Domestic policies are internal affairs. From the US perspective, those policies are objectionable when they run against US interests or when they encroach grotesquely upon international agreements and norms. However, the US needs to consider how it expresses reservations about these policies with a view to their impact on the stability of each country.
President Abdel Fattah al-Sisi should be aided in his uphill struggle to rebuild the economy of his country all the while talking to him frankly about whatever reservations there are. President Recep Tayyip Erdoğan should be aided in confronting terrorism within his borders. In these two areas, it is important for the US to provide as much help as it can, as it would also serve its own regional interests.
Iraq and Syria:
The cardinal aims in both Iraq and Syria are: 1. To preserve the state; 2- To preserve territorial integrity.
However, to reach those objectives, the road leads through some odd ups and downs. In Syria, there is no chance of preserving the state or reaching any reasonable degree of sustainable stability without a political solution that rids the country of the current political mafia in Damascus. Even the most optimistic observers do not see how to combine Assad as a head of the state and future stability.
Assad opposes any political solution that leads to his ouster. That does not mean abandoning the political track; it means that a reasonable political solution, which aims to create a relatively sustainable stability in Syria, is unattainable through the current proposals and in the process’s current configuration. It is only through proposing a solution that aims at creating sustainable peace that such a peace can be reached. This entails modifying the current balance of power on the ground to get Assad to listen.
The diplomatic road should be kept open. But it should not turn into the primary road for the time being. It is being tried out to no avail. For diplomacy to reach its objectives, it should be based on reasonable and realistic grounds.
In Iraq, we have repeatedly criticized how President Obama squandered US assets in the Central part of the country. ISIL grew in the vacuum and the US had to start over again in gathering those assets, but against the backdrop of neglecting them throughout Obama’s 8 years.

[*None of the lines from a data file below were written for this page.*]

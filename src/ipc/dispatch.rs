//! Per-process listener/handler tables, the wire packet, and the link reader
//! shared by both ends of a link.

use dashmap::mapref::entry::Entry;
use dashmap::DashMap;
use futures_util::future::BoxFuture;
use futures_util::FutureExt;
use serde::de::DeserializeOwned;
use serde::{Deserialize, Serialize};
use serde_json::Value;
use std::future::Future;
use std::panic::AssertUnwindSafe;
use std::sync::atomic::{AtomicU64, Ordering};
use std::sync::{Arc, Weak};
use tokio::sync::oneshot;

use super::{ChannelError, MessageChannel, RequestChannel};
use crate::disposer::Disposer;
use crate::transport::{LinkReceiver, LinkSender};

// ---------------------------------------------------------------------------
// Wire format
// ---------------------------------------------------------------------------

#[derive(Debug, Serialize, Deserialize)]
#[serde(tag = "kind", rename_all = "snake_case")]
pub(crate) enum Packet {
    /// Deliver to the receiving process's listeners.
    Message { channel: String, payload: Value },
    /// View → host: fan out to every process, sender included.
    Broadcast { channel: String, payload: Value },
    Request {
        id: u64,
        channel: String,
        args: Value,
    },
    Response { id: u64, outcome: Outcome },
}

#[derive(Debug, Serialize, Deserialize)]
#[serde(tag = "status", content = "value", rename_all = "snake_case")]
pub(crate) enum Outcome {
    Ok(Value),
    NoListener,
    Failed(String),
}

pub(crate) fn encode(packet: &Packet) -> Result<Vec<u8>, serde_json::Error> {
    serde_json::to_vec(packet)
}

pub(crate) fn send_packet(sender: &LinkSender, packet: &Packet) -> Result<(), ChannelError> {
    let bytes = encode(packet).map_err(|e| ChannelError::codec(packet_channel(packet), e))?;
    sender.send(bytes)?;
    Ok(())
}

fn packet_channel(packet: &Packet) -> &str {
    match packet {
        Packet::Message { channel, .. }
        | Packet::Broadcast { channel, .. }
        | Packet::Request { channel, .. } => channel,
        Packet::Response { .. } => "<response>",
    }
}

// ---------------------------------------------------------------------------
// Listener / handler tables
// ---------------------------------------------------------------------------

type Listener = Arc<dyn Fn(&Value) + Send + Sync>;
type Handler = Arc<dyn Fn(Value) -> BoxFuture<'static, anyhow::Result<Value>> + Send + Sync>;

#[derive(Default)]
pub(crate) struct Dispatcher {
    listeners: DashMap<String, Vec<(u64, Listener)>>,
    handlers: DashMap<String, Handler>,
    next_listener_id: AtomicU64,
}

impl Dispatcher {
    pub(crate) fn new() -> Arc<Self> {
        Arc::new(Self::default())
    }

    pub(crate) fn listen<T, F>(self: &Arc<Self>, channel: &MessageChannel<T>, f: F) -> Disposer
    where
        T: DeserializeOwned + 'static,
        F: Fn(T) + Send + Sync + 'static,
    {
        let channel_id = channel.id();
        let listener: Listener = Arc::new(move |payload: &Value| {
            match serde_json::from_value::<T>(payload.clone()) {
                Ok(value) => f(value),
                Err(e) => {
                    tracing::warn!(channel = %channel_id, error = %e, "Dropping undecodable message");
                }
            }
        });

        let id = self.next_listener_id.fetch_add(1, Ordering::Relaxed);
        self.listeners
            .entry(channel_id.to_string())
            .or_default()
            .push((id, listener));

        let weak: Weak<Self> = Arc::downgrade(self);
        Disposer::from_fn(move || {
            let Some(dispatcher) = weak.upgrade() else {
                return;
            };
            if let Some(mut list) = dispatcher.listeners.get_mut(channel_id) {
                list.retain(|(listener_id, _)| *listener_id != id);
            }
            // Checked again under the shard lock; a listener added meanwhile keeps the entry
            dispatcher.listeners.remove_if(channel_id, |_, list| list.is_empty());
        })
    }

    pub(crate) fn handle<A, R, F, Fut>(
        self: &Arc<Self>,
        channel: &RequestChannel<A, R>,
        f: F,
    ) -> Result<Disposer, ChannelError>
    where
        A: DeserializeOwned + Send + 'static,
        R: Serialize + Send + 'static,
        F: Fn(A) -> Fut + Send + Sync + 'static,
        Fut: Future<Output = anyhow::Result<R>> + Send + 'static,
    {
        let channel_id = channel.id();
        let f = Arc::new(f);
        let handler: Handler = Arc::new(move |args: Value| {
            let f = f.clone();
            async move {
                let args: A = serde_json::from_value(args)
                    .map_err(|e| anyhow::anyhow!("invalid arguments for {channel_id}: {e}"))?;
                let response = (*f)(args).await?;
                anyhow::Ok(serde_json::to_value(response)?)
            }
            .boxed()
        });

        match self.handlers.entry(channel_id.to_string()) {
            Entry::Occupied(_) => Err(ChannelError::HandlerAlreadyRegistered(
                channel_id.to_string(),
            )),
            Entry::Vacant(slot) => {
                slot.insert(handler);
                let weak: Weak<Self> = Arc::downgrade(self);
                Ok(Disposer::from_fn(move || {
                    if let Some(dispatcher) = weak.upgrade() {
                        dispatcher.handlers.remove(channel_id);
                    }
                }))
            }
        }
    }

    /// Invoke every listener of `channel`. Returns how many ran.
    pub(crate) fn deliver(&self, channel: &str, payload: &Value) -> usize {
        // Clone out of the map so listeners may (un)subscribe re-entrantly
        let listeners: Vec<Listener> = match self.listeners.get(channel) {
            Some(list) => list.iter().map(|(_, l)| l.clone()).collect(),
            None => return 0,
        };
        for listener in &listeners {
            if std::panic::catch_unwind(AssertUnwindSafe(|| listener(payload))).is_err() {
                tracing::error!(channel = %channel, "Message listener panicked");
            }
        }
        listeners.len()
    }

    /// Run the handler for `channel`, if any.
    pub(crate) async fn answer(&self, channel: &str, args: Value) -> Outcome {
        let handler = match self.handlers.get(channel) {
            Some(h) => h.clone(),
            None => return Outcome::NoListener,
        };
        match AssertUnwindSafe(handler(args)).catch_unwind().await {
            Ok(Ok(value)) => Outcome::Ok(value),
            Ok(Err(e)) => Outcome::Failed(format!("{e:#}")),
            Err(_) => Outcome::Failed("request handler panicked".to_string()),
        }
    }
}

// ---------------------------------------------------------------------------
// Outstanding requests
// ---------------------------------------------------------------------------

#[derive(Default)]
pub(crate) struct PendingRequests {
    next_id: AtomicU64,
    waiting: DashMap<u64, oneshot::Sender<Outcome>>,
}

impl PendingRequests {
    fn register(&self) -> (u64, oneshot::Receiver<Outcome>) {
        let id = self.next_id.fetch_add(1, Ordering::Relaxed);
        let (tx, rx) = oneshot::channel();
        self.waiting.insert(id, tx);
        (id, rx)
    }

    fn complete(&self, id: u64, outcome: Outcome) {
        match self.waiting.remove(&id) {
            Some((_, tx)) => {
                let _ = tx.send(outcome);
            }
            None => tracing::debug!(request = id, "Response for unknown request"),
        }
    }

    /// Drop every waiter; their callers observe a disconnect.
    pub(crate) fn fail_all(&self) {
        self.waiting.clear();
    }
}

pub(crate) async fn request_over<A, R>(
    sender: &LinkSender,
    pending: &PendingRequests,
    peer: &str,
    channel: &RequestChannel<A, R>,
    args: &A,
) -> Result<R, ChannelError>
where
    A: Serialize,
    R: DeserializeOwned,
{
    let channel_id = channel.id();
    let args = serde_json::to_value(args).map_err(|e| ChannelError::codec(channel_id, e))?;
    let (id, rx) = pending.register();

    let packet = Packet::Request {
        id,
        channel: channel_id.to_string(),
        args,
    };
    if let Err(e) = send_packet(sender, &packet) {
        pending.waiting.remove(&id);
        return Err(e);
    }

    match rx.await {
        Ok(Outcome::Ok(value)) => {
            serde_json::from_value(value).map_err(|e| ChannelError::codec(channel_id, e))
        }
        Ok(Outcome::NoListener) => Err(ChannelError::NoListener(channel_id.to_string())),
        Ok(Outcome::Failed(message)) => Err(ChannelError::Remote {
            channel: channel_id.to_string(),
            message,
        }),
        Err(_) => Err(ChannelError::Disconnected(peer.to_string())),
    }
}

// ---------------------------------------------------------------------------
// Link reader
// ---------------------------------------------------------------------------

pub(crate) struct LinkContext {
    pub(crate) dispatcher: Arc<Dispatcher>,
    pub(crate) pending: Arc<PendingRequests>,
    pub(crate) reply: LinkSender,
    pub(crate) peer: String,
}

/// Pump packets from `receiver` until the peer goes away.
///
/// `relay` receives `Broadcast` packets; `on_close` runs once the link ends.
pub(crate) async fn run_reader<R, C>(ctx: LinkContext, mut receiver: LinkReceiver, relay: R, on_close: C)
where
    R: Fn(String, Value) + Send + 'static,
    C: FnOnce() + Send + 'static,
{
    while let Some(bytes) = receiver.recv().await {
        let packet: Packet = match serde_json::from_slice(&bytes) {
            Ok(p) => p,
            Err(e) => {
                tracing::warn!(peer = %ctx.peer, error = %e, "Dropping malformed packet");
                continue;
            }
        };

        match packet {
            Packet::Message { channel, payload } => {
                ctx.dispatcher.deliver(&channel, &payload);
            }
            Packet::Broadcast { channel, payload } => relay(channel, payload),
            Packet::Request { id, channel, args } => {
                let dispatcher = ctx.dispatcher.clone();
                let reply = ctx.reply.clone();
                let peer = ctx.peer.clone();
                tokio::spawn(async move {
                    let outcome = dispatcher.answer(&channel, args).await;
                    if let Err(e) = send_packet(&reply, &Packet::Response { id, outcome }) {
                        tracing::warn!(peer = %peer, channel = %channel, error = %e, "Could not send response");
                    }
                });
            }
            Packet::Response { id, outcome } => ctx.pending.complete(id, outcome),
        }
    }

    tracing::debug!(peer = %ctx.peer, "Link closed");
    ctx.pending.fail_all();
    on_close();
}
pub mod app_logger;
pub mod config;
mod demo;
pub mod discovery;
pub mod disposer;
pub mod extensions;
pub mod ipc;
pub mod shell;
pub mod store;
pub mod transport;

use std::sync::Arc;
use std::time::Duration;

pub use app_logger::{AppLog, init_logging};
pub use config::{ShellConfig, load_shell_config};
pub use extensions::{
    Coordinator, DirectorySource, Extension, ExtensionContext, FactoryResolver, FactoryTable,
    HostDirectory, InstalledExtensionRecord, ProcessKind, Registrar, Registries, ViewDirectory,
};
pub use ipc::{HostIpc, ViewIpc};
pub use shell::{HostShell, ViewShell};
pub use store::{ExtensionStore, JsonFileStore, MemoryStore};

use extensions::{Contribution, Registry};

/// Cluster id the demo view announces itself for.
const DEMO_CLUSTER: &str = "local";

/// Run the shell against a scratch extensions folder: one host, one view,
/// then disable the user extension from the view and watch both sides
/// converge.
pub async fn run() -> anyhow::Result<()> {
    let mut config = load_shell_config();
    let log = init_logging(&config);

    let scratch = std::env::temp_dir().join(format!("extshell-{}", uuid::Uuid::new_v4()));
    let bundled_dir = scratch.join("bundled");
    let user_dir = scratch.join("extensions");
    demo::write_manifests(&bundled_dir, &user_dir)?;
    config.bundled_extensions_dir = Some(bundled_dir);
    config.extensions_dir = Some(user_dir);

    let result = run_in(&config).await;

    if let Err(e) = std::fs::remove_dir_all(&scratch) {
        tracing::warn!(dir = %scratch.display(), error = %e, "Failed to remove scratch dir");
    }
    tracing::info!(entries = log.entries(0).len(), "Shell stopped");
    result
}

async fn run_in(config: &ShellConfig) -> anyhow::Result<()> {
    let factories = demo::builtin_factories();
    let host = HostShell::start(config, factories.clone(), Arc::new(MemoryStore::new())).await?;
    let view = ViewShell::start(
        host.open_view(),
        factories,
        Some(DEMO_CLUSTER.to_string()),
        config.bundled_wait_timeout(),
    )
    .await?;

    // Give the reactive routes a moment to fill in.
    tokio::time::sleep(Duration::from_millis(100)).await;
    report("host", host.coordinator());
    report("view", view.coordinator());

    let pod_browser = view
        .directory()
        .current()
        .values()
        .find(|r| r.name() == demo::POD_BROWSER)
        .map(|r| r.id.clone());
    if let Some(id) = pod_browser {
        view.directory().request_set_enabled(&id, false)?;
        tokio::time::sleep(config.sync_debounce() + Duration::from_millis(100)).await;
        tracing::info!(
            extension = %id,
            host_enabled = host.directory().get(&id).is_some_and(|r| r.is_enabled),
            view_enabled = view.directory().get(&id).is_some_and(|r| r.is_enabled),
            running = view.coordinator().instances().contains(&id),
            "Disabled from the view"
        );
        report("view", view.coordinator());
    }

    view.shutdown().await;
    host.shutdown().await;
    Ok(())
}

fn report(process: &str, coordinator: &Coordinator) {
    let registries = coordinator.registries();
    let no_entry_point: Vec<String> = coordinator.instances().marked().into_iter().collect();
    tracing::info!(
        process,
        commands = %ids(&registries.commands),
        categories = %ids(&registries.categories),
        routes = %ids(&registries.routes),
        no_entry_point = %no_entry_point.join(", "),
        "Registries"
    );
}

fn ids<T: Contribution>(registry: &Registry<T>) -> String {
    registry
        .items()
        .iter()
        .map(|item| item.id())
        .collect::<Vec<_>>()
        .join(", ")
}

Those assets are extremely valuable. They are “the forces on the ground” that the President, who abandoned them, keeps lecturing everyone about, as an empty and unrealized concept of reducing US burdens.
For the US to influence any situation, it has to have leverages or else we will see again another John Kerry who, standing virtually on nothing, turns out like the Secretary of State who is trying to reinvent the foundations of American foreign policy.
Russia in the Middle East:
Russia and Iran keep testing the limits of US responses, establishing a pattern for their subsequent encroachment. If the US makes a display of intent, which it did when getting ready to bomb Assad for his use of chemical weapons, for example, they then step back. However, as if to remind us that the US’s threat was merely a storm in a clear sky, Assad resumed manufacturing chemical weapons the moment the international community took away his initial arsenal.
The next US President has a heavy load to deal with. The first task needs to be repairing the damage caused by 16 years of failed Middle East policies.